Here is the rescaling function given in a previous answer:

rescale.coefs <- function(beta,mu,sigma) {
beta2 <- beta ## inherit names etc.
beta2[-1] <- sigma[1]*beta[-1]/sigma[-1]
beta2[1] <- sigma[1]*beta[1]+mu[1]-sum(beta2[-1]*mu[-1])
beta2
}

The parameters do indeed match very closely. (The shifting/scaling vectors include possible scaling/shifting of the response variable, so we start with 0/1 since the response is not scaled [it would rarely make sense to scale a response variable for a GLMM, but this function can be useful for LMMs too].)

(cc <- rescale.coefs(fixef(m1.sc),mu=c(0,cm),sigma=c(1,csd)))
## (Intercept) cs.(Transmitter.depth) cs.(receiver.depth)
## 3.865879406 0.011158402 -0.554392645
## cs.(water.temperature) cs.(wind.speed) cs.(distance)
## -0.050833325 -0.042188495 -0.007231021

fixef(m1)
## (Intercept) Transmitter.depth receiver.depth water.temperature
## 3.865816422 0.011180213 -0.554498582 -0.050830611
## wind.speed distance
## -0.042179333 -0.007231004

Since they're the same (since the unscaled model does fit OK), we could use either set for this calculation.

ddist <- 1:1000
vals <- cbind(`(Intercept)`=1,Transmitter.depth=0.6067926,
Receiver.depth=-0.1610828,Water.temperature=-0.1128282,
Wind.speed=-0.2959290,distance=ddist)
pred.obs <- exp(cc %*% t(vals))
max(ddist[pred.obs>1])

Now suppose you want to do similar scaling/unscaling for a model with interactions or other complexities (i.e. the predictor variables, the columns of the fixed-effect model matrix, are not the same as the input variables, which are the variables that appear in the formula)
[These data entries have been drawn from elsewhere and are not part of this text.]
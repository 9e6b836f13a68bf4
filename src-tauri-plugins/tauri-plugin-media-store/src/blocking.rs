//! 复制是阻塞 IO，统一放到 blocking 线程池执行，避免卡住 IPC 线程。

use std::sync::Arc;

use gallery_saver_core::{MediaChannel, MediaStore};

use crate::{MethodCall, MethodResult, Result, SavedImage};

pub(crate) async fn save_image<S: MediaStore + 'static>(
  channel: Arc<MediaChannel<S>>,
  path: Option<String>,
) -> Result<SavedImage> {
  let saved = tauri::async_runtime::spawn_blocking(move || {
    channel.saver().save_image(path.as_deref())
  })
  .await??;
  Ok(saved)
}

pub(crate) async fn handle<S: MediaStore + 'static>(
  channel: Arc<MediaChannel<S>>,
  call: MethodCall,
) -> Result<MethodResult> {
  let result = tauri::async_runtime::spawn_blocking(move || channel.handle(&call)).await?;
  Ok(result)
}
m2 <- update(m1,. ~ . + wind.speed:distance)
m2.sc <- update(m1.sc,. ~ . + I(cs.(wind.speed*distance)))
logLik(m2)-logLik(m2.sc)

Calculate mean/sd of model matrix, dropping the first (intercept) value:

X <- getME(m2,"X")                                        
cm2 <- colMeans(X)[-1]
csd2 <- apply(X,2,sd)[-1]
(cc2 <- rescale.coefs(fixef(m2.sc),mu=c(0,cm2),sigma=c(1,csd2)))
all.equal(unname(cc2),unname(fixef(m2)),tol=1e-3) ## TRUE

You don't actually have to fit the full unscaled model just to get the scaling parameters: you could use model.matrix([formula],data) to derive the model matrix. That is, if you haven't already fitted m2 and you want to get X to get the column means and standard deviations, i.e.

X <- model.matrix(Valid.detections ~ Transmitter.depth + receiver.depth +
water.temperature +
wind.speed + distance +
wind.speed:distance,
data=dd)

If you have a LMM/have scaled the response variable, you should also multiply all of the standard deviations (including the residual error, sigma(fitted_model)) by the original SD of the response variable.

How to unscale the coefficients from an lmer()-model fitted with a scaled response

Updated: generalized to allow for scaling of the response as well as the predictors.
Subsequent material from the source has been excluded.